And, Dorrington watching them continually, they took Telfer out by the side gate in the garden wall and left him in a dark corner.

Thus I learnt the history of the horrible tank that had so nearly ended my own life, as I have already related. Clearly the Naylors had changed their name to Crofting on taking compulsory service with Dorrington, and Mrs. Naylor was the repulsively thin woman who had drugged me with her coffee in the house at Highgate. The events I have just recorded took place about three years before I came to England. In the meantime how many people, whose deaths might be turned to profit, had fallen victims to the murderous cunning of Dorrington and his tools?

THE CASE OF THE "MIRROR OF PORTUGAL"

III

I

Whether or not this case has an historical interest is a matter of conjecture. If it has none, then the title I have given it is a misnomer. But I think the conjecture that some historical interest attaches to it is by no means an empty one, and all that can be urged against it is the common though not always declared error that romance expired fifty years at least ago, and history with it. This makes it seem improbable that the answer to an unsolved riddle of a century since should be found to-day in an inquiry agent's dingy office in Bedford Street, Covent Garden. Whether or not it has so been found the reader may judge for himself, though the evidence stops far short of actual proof of the identity of the "Mirror of Portugal" with the stone wherewith this case was concerned.

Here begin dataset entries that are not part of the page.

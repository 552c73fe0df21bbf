//! Validates an ordered middleware list and assembles the pipeline an agent
//! runs on every invoke.

use std::collections::{BTreeSet, HashMap, HashSet};
use std::sync::Arc;

use tracing::debug;

use super::definition::{MiddlewareDefinition, Phase};
use super::hooks::NodeHook;
use crate::model::{ModelHandler, ModelInvoker, RetryModelRequest, WrapModelCall, build_model_chain};
use crate::retry::RetryPolicy;
use crate::schema::{MergedSchema, StateSchema};
use crate::structured::ResponseFormat;
use crate::tools::{Tool, ToolChain, ToolExecutor, ToolRegistry, WrapToolCall, build_tool_chain};
use crate::types::JumpTarget;
use crate::{Error, Result};

/// Owner name used for the agent's own schema fields.
pub(crate) const AGENT_OWNER: &str = "agent";

/// A node hook bound to the middleware that declared it.
pub(crate) struct PhaseHook {
    pub middleware: String,
    pub hook: Arc<dyn NodeHook>,
    pub permissions: Option<BTreeSet<JumpTarget>>,
}

impl PhaseHook {
    /// Check a jump requested by this hook while running in `phase`.
    pub fn check_jump(&self, phase: Phase, target: JumpTarget) -> Result<()> {
        match &self.permissions {
            Some(allowed) if allowed.contains(&target) => Ok(()),
            Some(allowed) if !allowed.is_empty() => Err(Error::DisallowedJump {
                target,
                allowed: allowed
                    .iter()
                    .map(JumpTarget::as_str)
                    .collect::<Vec<_>>()
                    .join(", "),
            }),
            _ => Err(Error::UndeclaredJump {
                target,
                phase,
                middleware: self.middleware.clone(),
            }),
        }
    }
}

/// Agent-level inputs to composition.
#[derive(Default)]
pub(crate) struct ComposeOptions {
    pub tools: Vec<Arc<dyn Tool>>,
    pub state_schema: StateSchema,
    pub context_schema: StateSchema,
    pub response_format: Option<ResponseFormat>,
    pub model_retry: Option<RetryPolicy>,
}

/// Static description of one agent's execution graph, shared read-only by
/// every invoke.
pub(crate) struct Pipeline {
    hooks: HashMap<Phase, Vec<PhaseHook>>,
    pub model_chain: Arc<dyn ModelHandler>,
    pub tool_chain: ToolChain,
    pub tools: ToolRegistry,
    pub state_schema: MergedSchema,
    pub context_schema: MergedSchema,
    pub response_format: Option<Arc<ResponseFormat>>,
    pub middleware: Vec<String>,
}

impl Pipeline {
    pub fn hooks(&self, phase: Phase) -> &[PhaseHook] {
        self.hooks.get(&phase).map(Vec::as_slice).unwrap_or_default()
    }
}

impl std::fmt::Debug for Pipeline {
    fn fmt(&self, f: &mut std::fmt::Formatter<'_>) -> std::fmt::Result {
        f.debug_struct("Pipeline")
            .field("middleware", &self.middleware)
            .field("tools", &self.tools)
            .field("state_schema", &self.state_schema)
            .finish_non_exhaustive()
    }
}

pub(crate) fn compose(
    definitions: &[MiddlewareDefinition],
    options: ComposeOptions,
) -> Result<Pipeline> {
    let mut seen = HashSet::new();
    for definition in definitions {
        if !seen.insert(definition.name.as_str()) {
            return Err(Error::DuplicateMiddleware(definition.name.clone()));
        }
        validate_permissions(definition)?;
    }

    let mut tools = ToolRegistry::new();
    for tool in options.tools {
        tools.register(tool)?;
    }
    for definition in definitions {
        for tool in &definition.tools {
            tools.register(tool.clone())?;
        }
    }

    let response_format = options.response_format.map(Arc::new);
    if let Some(format) = &response_format {
        for extraction in format.extraction_tools() {
            if tools.contains(&extraction.name) {
                return Err(Error::DuplicateTool(extraction.name));
            }
        }
    }

    let state_schema = MergedSchema::merge(
        std::iter::once((AGENT_OWNER, &options.state_schema))
            .chain(definitions.iter().map(|d| (d.name.as_str(), &d.state_schema))),
    )?;
    let context_schema = MergedSchema::merge(
        std::iter::once((AGENT_OWNER, &options.context_schema))
            .chain(definitions.iter().map(|d| (d.name.as_str(), &d.context_schema))),
    )?;

    if let Some(policy) = &options.model_retry {
        policy.validate()?;
    }

    let mut hooks: HashMap<Phase, Vec<PhaseHook>> = HashMap::new();
    for phase in Phase::ALL {
        let bound: Vec<PhaseHook> = definitions
            .iter()
            .filter_map(|d| {
                d.hook(phase).map(|hook| PhaseHook {
                    middleware: d.name.clone(),
                    hook: hook.clone(),
                    permissions: d.jump_permissions(phase).cloned(),
                })
            })
            .collect();
        if !bound.is_empty() {
            hooks.insert(phase, bound);
        }
    }

    let model_layers: Vec<(String, Arc<dyn WrapModelCall>)> = definitions
        .iter()
        .filter_map(|d| d.wrap_model_call.clone().map(|h| (d.name.clone(), h)))
        .collect();
    let fallbacks: Vec<(String, Arc<dyn RetryModelRequest>)> = definitions
        .iter()
        .filter_map(|d| d.retry_model_request.clone().map(|h| (d.name.clone(), h)))
        .collect();
    let tool_layers: Vec<(String, Arc<dyn WrapToolCall>)> = definitions
        .iter()
        .filter_map(|d| d.wrap_tool_call.clone().map(|h| (d.name.clone(), h)))
        .collect();

    let invoker = ModelInvoker::new(options.model_retry, response_format.clone());
    let model_chain = build_model_chain(model_layers, fallbacks, invoker);
    let executor = ToolExecutor::new(tools.names().into_iter().map(String::from).collect());
    let tool_chain = build_tool_chain(tool_layers, executor);

    let middleware: Vec<String> = definitions.iter().map(|d| d.name.clone()).collect();
    debug!(
        middleware = ?middleware,
        tools = tools.len(),
        state_fields = state_schema.len(),
        "pipeline composed"
    );

    Ok(Pipeline {
        hooks,
        model_chain,
        tool_chain,
        tools,
        state_schema,
        context_schema,
        response_format,
        middleware,
    })
}

fn validate_permissions(definition: &MiddlewareDefinition) -> Result<()> {
    for phase in Phase::ALL {
        let Some(targets) = definition.jump_permissions(phase) else {
            continue;
        };
        let legal = phase.legal_targets();
        if let Some(target) = targets.iter().find(|t| !legal.contains(*t)) {
            return Err(Error::config(format!(
                "Middleware '{}' declares {phase}JumpTo '{target}', but {phase} hooks may only jump to: {}",
                definition.name,
                legal.iter().map(JumpTarget::as_str).collect::<Vec<_>>().join(", ")
            )));
        }
    }
    Ok(())
}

But first, as to the "Mirror of Portugal." This was a diamond of much and ancient fame. It was of Indian origin, and it had lain in the possession of the royal family of Portugal in the time of Portugal's ancient splendour. But three hundred years ago, after the extinction of the early line of succession, the diamond, with other jewels, fell into the possession of Don Antonio, one of the half-dozen pretenders who were then scrambling for the throne. Don Antonio, badly in want of money, deposited the stone in pledge with Queen Elizabeth of England, and never redeemed it. Thus it took its place as one of the English Crown jewels, and so remained till the overthrow and death of Charles the First. Queen Henrietta then carried it with her to France, and there, to obtain money to satisfy her creditors, she sold it to the great Cardinal Mazarin. He bequeathed it, at his death, to the French Crown, and among the Crown jewels of France it once more found a temporary abiding place. But once more it brought disaster with it in the shape of a revolution, and again a king lost his head at the executioner's hands. And in the riot and confusion of the great Revolution of 1792 the "Mirror of Portugal," with other jewels, vanished utterly. Where it went to, and who took it, nobody ever knew. The "Mirror of Portugal" disappeared as suddenly and effectually as though fused to vapour by electric combustion.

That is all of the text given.